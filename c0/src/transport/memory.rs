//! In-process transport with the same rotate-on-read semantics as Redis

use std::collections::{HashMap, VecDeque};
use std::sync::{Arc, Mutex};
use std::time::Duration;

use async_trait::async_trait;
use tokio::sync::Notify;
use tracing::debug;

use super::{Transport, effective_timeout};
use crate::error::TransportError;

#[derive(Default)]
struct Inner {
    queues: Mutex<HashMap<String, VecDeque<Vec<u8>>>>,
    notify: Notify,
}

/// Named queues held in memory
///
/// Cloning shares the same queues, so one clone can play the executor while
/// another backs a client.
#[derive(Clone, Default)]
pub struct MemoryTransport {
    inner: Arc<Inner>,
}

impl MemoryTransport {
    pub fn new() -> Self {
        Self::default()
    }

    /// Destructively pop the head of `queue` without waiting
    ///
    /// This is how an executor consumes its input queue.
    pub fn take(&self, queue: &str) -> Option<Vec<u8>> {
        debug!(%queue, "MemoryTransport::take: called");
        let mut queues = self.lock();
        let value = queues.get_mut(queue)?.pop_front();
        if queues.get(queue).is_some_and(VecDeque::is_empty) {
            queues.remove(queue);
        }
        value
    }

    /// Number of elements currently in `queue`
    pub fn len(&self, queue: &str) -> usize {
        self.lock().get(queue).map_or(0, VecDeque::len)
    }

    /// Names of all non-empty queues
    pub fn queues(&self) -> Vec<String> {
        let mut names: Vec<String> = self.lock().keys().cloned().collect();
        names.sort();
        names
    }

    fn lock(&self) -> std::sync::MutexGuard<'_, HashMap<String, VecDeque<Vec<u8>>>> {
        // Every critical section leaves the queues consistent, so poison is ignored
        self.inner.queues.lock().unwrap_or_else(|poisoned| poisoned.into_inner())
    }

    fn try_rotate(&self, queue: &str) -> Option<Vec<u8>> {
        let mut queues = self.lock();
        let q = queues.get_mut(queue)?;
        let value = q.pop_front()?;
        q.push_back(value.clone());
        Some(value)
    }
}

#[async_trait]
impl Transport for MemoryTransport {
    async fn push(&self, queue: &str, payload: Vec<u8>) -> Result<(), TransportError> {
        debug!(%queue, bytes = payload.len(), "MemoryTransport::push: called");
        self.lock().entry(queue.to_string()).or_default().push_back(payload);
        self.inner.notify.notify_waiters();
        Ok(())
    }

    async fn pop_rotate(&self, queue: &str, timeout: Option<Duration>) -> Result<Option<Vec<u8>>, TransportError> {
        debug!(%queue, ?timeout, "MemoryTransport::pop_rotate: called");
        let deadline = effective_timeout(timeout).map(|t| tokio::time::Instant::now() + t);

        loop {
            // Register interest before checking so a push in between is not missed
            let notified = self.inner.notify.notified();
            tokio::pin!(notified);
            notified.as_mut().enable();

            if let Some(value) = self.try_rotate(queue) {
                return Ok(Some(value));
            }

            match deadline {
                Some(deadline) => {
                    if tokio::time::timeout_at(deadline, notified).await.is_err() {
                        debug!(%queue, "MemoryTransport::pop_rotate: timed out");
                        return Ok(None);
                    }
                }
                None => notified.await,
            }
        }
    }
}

========

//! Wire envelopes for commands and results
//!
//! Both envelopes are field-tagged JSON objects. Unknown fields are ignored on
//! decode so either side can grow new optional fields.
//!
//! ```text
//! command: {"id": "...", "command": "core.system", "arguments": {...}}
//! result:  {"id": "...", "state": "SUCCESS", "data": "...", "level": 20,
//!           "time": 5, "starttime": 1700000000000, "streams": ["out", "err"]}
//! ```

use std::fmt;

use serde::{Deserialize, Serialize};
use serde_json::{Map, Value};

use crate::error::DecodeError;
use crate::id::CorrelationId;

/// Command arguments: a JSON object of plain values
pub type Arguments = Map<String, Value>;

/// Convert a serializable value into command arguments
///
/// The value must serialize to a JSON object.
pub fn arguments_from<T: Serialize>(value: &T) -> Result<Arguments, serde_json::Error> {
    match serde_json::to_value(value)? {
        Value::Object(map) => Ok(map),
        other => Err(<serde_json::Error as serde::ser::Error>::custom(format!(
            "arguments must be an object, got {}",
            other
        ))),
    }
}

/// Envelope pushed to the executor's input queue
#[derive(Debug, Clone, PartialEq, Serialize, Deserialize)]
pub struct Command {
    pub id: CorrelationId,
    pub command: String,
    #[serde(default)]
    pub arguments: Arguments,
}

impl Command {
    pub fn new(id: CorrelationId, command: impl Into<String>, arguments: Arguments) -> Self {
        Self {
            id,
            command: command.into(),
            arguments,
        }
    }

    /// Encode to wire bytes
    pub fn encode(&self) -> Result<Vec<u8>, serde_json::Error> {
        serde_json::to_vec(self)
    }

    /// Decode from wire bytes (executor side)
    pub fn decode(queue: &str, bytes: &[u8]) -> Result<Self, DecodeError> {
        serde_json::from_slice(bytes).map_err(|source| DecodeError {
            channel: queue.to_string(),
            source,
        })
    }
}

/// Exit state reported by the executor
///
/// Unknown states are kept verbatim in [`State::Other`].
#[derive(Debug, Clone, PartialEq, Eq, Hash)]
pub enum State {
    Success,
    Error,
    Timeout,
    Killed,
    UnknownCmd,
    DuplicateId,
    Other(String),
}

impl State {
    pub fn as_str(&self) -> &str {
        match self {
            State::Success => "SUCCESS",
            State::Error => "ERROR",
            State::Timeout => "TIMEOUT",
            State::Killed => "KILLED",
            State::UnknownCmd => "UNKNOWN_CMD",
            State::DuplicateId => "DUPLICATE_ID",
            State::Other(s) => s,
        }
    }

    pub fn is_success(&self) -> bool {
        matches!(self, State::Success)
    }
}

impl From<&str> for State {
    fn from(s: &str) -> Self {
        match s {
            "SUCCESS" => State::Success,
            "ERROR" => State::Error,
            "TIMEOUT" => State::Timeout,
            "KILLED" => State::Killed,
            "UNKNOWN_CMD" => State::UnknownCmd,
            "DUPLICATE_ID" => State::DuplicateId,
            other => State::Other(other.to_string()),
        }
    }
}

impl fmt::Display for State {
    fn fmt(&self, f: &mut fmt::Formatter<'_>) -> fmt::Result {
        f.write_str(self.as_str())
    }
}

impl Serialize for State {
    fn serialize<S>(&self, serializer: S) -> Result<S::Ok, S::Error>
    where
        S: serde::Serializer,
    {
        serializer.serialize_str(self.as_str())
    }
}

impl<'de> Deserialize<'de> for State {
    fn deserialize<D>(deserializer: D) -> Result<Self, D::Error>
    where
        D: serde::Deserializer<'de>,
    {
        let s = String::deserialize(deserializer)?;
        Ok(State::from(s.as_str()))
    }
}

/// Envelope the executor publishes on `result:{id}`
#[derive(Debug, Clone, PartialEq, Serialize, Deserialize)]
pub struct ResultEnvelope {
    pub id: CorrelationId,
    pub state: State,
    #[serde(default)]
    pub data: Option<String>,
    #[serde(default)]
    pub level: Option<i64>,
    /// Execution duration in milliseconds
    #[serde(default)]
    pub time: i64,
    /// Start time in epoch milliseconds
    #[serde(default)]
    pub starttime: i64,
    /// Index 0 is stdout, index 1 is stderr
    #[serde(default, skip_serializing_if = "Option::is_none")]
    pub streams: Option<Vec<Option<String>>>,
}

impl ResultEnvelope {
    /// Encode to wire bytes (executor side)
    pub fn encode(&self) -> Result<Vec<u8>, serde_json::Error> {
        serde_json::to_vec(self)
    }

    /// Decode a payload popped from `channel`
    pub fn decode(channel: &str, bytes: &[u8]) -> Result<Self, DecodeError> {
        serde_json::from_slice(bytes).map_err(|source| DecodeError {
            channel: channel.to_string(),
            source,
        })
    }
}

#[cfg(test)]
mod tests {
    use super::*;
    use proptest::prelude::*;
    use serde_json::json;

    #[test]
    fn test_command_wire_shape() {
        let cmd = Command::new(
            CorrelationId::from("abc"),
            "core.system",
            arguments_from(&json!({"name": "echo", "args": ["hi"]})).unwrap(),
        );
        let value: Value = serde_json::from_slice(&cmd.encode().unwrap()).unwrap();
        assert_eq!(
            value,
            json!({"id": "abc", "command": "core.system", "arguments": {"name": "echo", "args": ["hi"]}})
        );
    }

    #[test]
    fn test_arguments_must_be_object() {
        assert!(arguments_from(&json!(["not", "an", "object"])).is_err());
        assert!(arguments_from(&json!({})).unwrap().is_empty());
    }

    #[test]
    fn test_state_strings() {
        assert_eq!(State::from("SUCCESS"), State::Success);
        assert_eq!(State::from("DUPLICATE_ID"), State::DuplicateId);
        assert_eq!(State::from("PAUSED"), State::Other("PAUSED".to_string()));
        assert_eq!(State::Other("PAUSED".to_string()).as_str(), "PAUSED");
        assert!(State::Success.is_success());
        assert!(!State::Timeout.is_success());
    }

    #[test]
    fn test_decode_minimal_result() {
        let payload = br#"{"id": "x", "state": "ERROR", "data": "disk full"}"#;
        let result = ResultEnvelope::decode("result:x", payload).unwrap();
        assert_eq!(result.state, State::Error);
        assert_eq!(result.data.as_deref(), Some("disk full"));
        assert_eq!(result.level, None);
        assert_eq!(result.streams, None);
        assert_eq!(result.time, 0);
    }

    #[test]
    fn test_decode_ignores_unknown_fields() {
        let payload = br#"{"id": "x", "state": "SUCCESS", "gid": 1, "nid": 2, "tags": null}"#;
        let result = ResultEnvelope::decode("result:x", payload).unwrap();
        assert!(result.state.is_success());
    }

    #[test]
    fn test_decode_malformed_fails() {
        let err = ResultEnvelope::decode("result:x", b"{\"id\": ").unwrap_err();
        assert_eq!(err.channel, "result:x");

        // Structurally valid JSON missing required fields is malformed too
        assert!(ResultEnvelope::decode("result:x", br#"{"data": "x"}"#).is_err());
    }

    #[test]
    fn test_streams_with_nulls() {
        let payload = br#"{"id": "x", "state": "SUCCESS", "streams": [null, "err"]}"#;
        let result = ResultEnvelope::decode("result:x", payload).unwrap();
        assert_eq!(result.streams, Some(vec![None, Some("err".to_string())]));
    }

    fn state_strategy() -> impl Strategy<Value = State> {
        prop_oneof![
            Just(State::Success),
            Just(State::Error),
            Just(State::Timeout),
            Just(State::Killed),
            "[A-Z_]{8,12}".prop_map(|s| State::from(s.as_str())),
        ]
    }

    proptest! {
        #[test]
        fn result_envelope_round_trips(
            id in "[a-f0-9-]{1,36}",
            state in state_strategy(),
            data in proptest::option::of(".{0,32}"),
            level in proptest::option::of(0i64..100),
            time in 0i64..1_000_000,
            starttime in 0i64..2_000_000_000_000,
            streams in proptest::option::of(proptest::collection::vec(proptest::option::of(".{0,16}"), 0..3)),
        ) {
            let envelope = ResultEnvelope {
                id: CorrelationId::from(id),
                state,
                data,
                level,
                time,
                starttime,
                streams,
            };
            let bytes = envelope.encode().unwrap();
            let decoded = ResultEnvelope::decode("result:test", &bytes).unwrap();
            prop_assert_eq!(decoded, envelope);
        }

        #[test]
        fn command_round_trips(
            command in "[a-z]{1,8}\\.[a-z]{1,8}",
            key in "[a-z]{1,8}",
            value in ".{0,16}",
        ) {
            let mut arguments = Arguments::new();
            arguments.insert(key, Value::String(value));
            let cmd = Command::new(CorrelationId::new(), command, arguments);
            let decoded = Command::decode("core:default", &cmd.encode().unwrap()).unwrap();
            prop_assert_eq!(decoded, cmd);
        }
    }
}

========

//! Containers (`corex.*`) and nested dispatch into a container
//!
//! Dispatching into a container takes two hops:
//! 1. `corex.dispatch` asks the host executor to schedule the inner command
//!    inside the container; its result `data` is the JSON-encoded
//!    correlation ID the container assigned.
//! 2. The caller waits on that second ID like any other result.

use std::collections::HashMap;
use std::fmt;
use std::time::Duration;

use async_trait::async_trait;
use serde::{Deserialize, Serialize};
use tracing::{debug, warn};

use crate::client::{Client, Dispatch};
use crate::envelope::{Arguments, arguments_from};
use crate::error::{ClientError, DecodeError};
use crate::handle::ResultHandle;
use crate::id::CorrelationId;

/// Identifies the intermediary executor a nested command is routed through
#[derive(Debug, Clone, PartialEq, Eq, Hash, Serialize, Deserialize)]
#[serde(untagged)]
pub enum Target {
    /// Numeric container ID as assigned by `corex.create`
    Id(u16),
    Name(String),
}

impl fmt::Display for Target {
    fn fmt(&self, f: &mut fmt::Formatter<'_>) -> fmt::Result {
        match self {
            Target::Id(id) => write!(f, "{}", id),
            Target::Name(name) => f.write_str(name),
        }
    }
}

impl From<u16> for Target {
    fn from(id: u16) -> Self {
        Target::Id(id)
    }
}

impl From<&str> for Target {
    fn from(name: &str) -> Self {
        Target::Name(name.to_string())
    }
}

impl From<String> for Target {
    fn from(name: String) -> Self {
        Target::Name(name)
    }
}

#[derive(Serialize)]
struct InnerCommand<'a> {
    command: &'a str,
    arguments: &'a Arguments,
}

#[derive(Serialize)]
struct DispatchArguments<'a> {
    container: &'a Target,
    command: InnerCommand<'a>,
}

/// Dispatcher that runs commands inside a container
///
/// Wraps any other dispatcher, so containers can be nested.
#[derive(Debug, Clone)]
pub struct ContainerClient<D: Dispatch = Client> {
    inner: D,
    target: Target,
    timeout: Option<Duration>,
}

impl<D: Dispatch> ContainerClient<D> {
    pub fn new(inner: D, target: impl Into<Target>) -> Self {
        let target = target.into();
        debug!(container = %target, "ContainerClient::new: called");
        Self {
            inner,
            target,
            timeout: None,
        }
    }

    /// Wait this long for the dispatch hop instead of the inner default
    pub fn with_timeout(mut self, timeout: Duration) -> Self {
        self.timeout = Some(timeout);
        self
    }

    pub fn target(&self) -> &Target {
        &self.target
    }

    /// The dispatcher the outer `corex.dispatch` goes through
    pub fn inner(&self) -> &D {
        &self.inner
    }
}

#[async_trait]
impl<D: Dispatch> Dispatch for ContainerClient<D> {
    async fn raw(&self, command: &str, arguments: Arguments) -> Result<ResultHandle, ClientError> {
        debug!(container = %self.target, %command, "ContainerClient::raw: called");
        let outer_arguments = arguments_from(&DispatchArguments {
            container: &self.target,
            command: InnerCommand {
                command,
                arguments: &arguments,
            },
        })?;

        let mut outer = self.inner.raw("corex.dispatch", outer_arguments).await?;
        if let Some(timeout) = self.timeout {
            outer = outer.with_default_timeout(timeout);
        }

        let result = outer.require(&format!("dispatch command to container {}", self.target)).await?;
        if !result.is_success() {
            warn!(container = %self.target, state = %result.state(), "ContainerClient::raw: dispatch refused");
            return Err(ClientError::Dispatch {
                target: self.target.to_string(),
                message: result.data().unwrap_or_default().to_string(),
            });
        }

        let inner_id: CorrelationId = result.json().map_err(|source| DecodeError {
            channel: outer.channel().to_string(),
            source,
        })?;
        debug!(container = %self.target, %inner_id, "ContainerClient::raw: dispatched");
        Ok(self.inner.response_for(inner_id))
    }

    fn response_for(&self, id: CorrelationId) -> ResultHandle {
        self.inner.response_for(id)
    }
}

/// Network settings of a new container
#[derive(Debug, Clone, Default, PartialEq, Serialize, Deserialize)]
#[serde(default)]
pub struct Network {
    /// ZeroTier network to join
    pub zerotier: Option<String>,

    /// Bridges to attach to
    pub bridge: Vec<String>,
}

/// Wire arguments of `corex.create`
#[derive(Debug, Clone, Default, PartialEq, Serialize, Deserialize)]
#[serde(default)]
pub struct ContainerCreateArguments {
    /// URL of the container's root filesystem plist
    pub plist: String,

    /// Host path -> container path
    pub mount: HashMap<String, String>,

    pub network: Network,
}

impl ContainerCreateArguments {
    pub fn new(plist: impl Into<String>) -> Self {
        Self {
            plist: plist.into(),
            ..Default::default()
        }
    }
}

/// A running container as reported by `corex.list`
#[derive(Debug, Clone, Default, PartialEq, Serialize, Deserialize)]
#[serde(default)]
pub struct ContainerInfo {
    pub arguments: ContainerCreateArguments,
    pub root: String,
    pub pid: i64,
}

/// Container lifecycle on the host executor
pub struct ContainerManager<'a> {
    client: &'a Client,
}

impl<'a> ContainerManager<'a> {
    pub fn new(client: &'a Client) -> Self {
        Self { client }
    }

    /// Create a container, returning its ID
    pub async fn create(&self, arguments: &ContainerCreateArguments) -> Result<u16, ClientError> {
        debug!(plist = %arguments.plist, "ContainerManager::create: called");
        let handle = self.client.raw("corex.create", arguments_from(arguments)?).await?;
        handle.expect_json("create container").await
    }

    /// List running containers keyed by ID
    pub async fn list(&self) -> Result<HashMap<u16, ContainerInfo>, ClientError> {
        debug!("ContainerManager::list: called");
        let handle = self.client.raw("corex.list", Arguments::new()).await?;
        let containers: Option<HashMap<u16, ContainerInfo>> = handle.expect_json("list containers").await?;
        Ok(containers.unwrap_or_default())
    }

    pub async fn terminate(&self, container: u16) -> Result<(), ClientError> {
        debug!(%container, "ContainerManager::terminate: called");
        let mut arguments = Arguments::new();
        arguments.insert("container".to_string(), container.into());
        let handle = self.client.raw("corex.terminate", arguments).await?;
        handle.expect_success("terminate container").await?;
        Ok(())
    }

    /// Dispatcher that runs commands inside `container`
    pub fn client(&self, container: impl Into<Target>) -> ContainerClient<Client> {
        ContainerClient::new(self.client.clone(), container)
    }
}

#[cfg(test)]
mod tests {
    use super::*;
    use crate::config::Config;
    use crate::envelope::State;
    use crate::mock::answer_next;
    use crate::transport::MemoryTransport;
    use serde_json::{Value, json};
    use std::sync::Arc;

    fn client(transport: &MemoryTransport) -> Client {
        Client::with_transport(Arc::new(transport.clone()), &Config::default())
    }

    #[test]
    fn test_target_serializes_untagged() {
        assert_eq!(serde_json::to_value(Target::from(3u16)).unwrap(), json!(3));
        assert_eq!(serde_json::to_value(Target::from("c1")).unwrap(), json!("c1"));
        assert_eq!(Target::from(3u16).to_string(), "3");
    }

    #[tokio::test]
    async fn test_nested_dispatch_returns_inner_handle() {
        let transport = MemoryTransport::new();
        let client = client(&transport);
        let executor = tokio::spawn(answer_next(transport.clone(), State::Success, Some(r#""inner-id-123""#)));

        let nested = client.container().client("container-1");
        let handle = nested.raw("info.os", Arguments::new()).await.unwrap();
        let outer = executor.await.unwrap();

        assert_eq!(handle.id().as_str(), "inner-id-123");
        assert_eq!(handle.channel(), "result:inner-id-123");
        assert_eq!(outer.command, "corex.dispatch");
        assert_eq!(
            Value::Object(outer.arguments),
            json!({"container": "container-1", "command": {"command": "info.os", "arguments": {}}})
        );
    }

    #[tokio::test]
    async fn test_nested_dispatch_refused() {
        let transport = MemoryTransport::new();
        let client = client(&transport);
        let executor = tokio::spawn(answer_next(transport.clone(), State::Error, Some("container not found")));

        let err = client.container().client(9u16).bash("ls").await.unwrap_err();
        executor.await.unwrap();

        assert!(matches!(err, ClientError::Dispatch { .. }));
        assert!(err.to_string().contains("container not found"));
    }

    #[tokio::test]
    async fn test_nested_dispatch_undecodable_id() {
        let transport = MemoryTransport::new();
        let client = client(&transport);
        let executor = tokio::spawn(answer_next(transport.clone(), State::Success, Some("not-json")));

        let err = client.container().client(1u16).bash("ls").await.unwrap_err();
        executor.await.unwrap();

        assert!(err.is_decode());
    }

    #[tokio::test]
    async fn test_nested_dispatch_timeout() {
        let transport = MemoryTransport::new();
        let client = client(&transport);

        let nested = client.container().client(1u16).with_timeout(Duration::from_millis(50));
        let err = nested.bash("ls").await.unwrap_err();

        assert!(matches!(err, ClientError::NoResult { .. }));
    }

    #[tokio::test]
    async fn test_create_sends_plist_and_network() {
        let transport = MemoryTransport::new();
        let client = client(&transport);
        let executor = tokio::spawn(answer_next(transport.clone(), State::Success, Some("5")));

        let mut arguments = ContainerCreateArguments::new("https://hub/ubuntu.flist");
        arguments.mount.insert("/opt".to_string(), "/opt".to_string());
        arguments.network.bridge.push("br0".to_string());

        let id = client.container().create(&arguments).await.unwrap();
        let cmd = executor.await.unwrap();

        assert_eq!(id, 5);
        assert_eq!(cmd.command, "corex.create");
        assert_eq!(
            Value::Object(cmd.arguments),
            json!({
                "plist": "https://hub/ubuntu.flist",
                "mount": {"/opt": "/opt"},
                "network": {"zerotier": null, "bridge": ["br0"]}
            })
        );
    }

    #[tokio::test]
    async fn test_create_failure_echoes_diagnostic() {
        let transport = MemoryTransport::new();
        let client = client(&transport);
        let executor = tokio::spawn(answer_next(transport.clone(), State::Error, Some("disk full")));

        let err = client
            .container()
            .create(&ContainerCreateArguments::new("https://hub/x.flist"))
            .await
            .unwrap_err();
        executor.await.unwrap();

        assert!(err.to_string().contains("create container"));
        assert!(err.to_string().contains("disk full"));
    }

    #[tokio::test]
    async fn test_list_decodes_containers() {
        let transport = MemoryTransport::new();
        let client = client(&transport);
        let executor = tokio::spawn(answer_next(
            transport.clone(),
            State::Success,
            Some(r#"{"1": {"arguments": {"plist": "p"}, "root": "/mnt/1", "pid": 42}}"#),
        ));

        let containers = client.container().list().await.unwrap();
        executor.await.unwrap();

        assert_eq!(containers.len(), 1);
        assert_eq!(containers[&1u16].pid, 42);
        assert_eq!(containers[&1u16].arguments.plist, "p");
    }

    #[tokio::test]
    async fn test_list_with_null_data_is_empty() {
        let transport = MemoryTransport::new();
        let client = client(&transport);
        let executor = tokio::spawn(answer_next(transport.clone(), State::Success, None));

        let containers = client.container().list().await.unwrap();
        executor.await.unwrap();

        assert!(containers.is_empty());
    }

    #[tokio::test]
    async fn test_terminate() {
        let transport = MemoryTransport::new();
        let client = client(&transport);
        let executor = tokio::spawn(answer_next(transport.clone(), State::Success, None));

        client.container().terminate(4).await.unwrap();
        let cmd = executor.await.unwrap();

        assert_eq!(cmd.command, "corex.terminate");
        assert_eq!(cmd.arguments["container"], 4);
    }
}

========

> [PROMPT] Work out how many lines above contain "deadline"; write only the number.

> [RESPONSE FOR THIS EXERCISE] 4